§ AVAILABLE DATA:
□ □ □

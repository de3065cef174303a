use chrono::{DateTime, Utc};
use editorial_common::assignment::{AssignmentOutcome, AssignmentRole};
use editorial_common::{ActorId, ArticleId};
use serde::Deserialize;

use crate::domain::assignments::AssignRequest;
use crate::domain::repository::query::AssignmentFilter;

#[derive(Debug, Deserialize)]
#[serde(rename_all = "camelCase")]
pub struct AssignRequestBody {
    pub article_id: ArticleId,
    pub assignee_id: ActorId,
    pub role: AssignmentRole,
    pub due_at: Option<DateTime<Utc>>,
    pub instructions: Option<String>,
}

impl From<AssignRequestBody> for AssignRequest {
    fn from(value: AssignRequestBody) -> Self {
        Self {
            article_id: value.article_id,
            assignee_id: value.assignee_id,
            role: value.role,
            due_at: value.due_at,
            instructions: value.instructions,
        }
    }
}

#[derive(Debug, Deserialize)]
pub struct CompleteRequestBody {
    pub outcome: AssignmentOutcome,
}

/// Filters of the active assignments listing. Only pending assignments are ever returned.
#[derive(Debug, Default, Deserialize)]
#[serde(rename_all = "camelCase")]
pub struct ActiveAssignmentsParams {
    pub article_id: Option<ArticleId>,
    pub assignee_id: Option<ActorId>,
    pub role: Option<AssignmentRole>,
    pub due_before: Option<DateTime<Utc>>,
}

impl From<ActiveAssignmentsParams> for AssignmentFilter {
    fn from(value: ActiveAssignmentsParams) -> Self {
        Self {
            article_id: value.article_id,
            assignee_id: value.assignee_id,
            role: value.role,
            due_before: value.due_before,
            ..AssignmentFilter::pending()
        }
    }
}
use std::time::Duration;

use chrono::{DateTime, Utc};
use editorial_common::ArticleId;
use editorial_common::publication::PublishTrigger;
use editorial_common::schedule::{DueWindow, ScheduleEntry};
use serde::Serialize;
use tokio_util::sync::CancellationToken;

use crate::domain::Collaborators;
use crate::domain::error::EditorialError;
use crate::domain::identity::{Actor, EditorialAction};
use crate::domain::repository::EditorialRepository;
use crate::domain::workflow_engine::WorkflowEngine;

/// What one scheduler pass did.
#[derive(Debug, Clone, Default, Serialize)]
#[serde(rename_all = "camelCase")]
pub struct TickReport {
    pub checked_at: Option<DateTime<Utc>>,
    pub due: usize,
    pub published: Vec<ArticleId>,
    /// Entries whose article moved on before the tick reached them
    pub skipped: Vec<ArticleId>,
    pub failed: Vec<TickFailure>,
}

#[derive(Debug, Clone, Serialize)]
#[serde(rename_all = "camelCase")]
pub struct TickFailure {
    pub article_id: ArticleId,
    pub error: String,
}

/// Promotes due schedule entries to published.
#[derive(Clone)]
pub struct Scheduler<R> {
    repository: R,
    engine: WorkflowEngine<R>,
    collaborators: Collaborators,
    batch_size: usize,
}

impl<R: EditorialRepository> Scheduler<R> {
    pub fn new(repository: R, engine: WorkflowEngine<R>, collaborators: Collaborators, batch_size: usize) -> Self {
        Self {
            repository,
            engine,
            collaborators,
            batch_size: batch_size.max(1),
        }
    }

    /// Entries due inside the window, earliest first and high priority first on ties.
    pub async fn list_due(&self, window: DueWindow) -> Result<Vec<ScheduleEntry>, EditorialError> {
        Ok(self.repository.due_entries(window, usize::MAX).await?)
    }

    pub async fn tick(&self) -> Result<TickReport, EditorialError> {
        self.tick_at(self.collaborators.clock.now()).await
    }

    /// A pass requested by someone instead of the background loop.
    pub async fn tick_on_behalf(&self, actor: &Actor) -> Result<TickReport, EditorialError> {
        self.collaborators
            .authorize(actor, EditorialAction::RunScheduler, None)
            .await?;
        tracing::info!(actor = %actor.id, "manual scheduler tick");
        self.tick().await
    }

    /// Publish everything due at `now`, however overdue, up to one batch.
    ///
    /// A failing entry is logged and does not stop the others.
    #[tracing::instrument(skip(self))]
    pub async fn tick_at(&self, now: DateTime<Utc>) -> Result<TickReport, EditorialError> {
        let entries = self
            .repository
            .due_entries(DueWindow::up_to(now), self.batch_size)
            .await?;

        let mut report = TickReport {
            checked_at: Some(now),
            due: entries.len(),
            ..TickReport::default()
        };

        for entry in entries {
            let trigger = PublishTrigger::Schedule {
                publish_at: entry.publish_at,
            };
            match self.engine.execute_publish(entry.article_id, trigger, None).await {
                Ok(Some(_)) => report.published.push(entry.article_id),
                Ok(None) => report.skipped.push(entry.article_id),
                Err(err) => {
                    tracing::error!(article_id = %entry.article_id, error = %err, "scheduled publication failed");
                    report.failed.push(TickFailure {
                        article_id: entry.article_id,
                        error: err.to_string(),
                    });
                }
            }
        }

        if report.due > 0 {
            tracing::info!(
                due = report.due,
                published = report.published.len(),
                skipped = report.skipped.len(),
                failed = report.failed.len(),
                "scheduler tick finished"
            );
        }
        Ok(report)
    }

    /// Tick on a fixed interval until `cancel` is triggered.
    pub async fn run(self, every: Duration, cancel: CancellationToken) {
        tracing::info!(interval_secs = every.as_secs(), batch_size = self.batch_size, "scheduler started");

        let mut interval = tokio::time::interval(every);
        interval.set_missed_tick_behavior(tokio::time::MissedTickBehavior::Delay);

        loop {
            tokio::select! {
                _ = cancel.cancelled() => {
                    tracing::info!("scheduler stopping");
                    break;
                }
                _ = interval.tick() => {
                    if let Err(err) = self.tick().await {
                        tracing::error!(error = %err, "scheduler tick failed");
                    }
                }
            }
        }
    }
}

□ □ □

§ PROBLEM STATEMENT:
Please count the lines above that contain the word "WorkflowEngine", and reply with the number alone.

§ SOLUTION FOR THIS EXERCISE:
3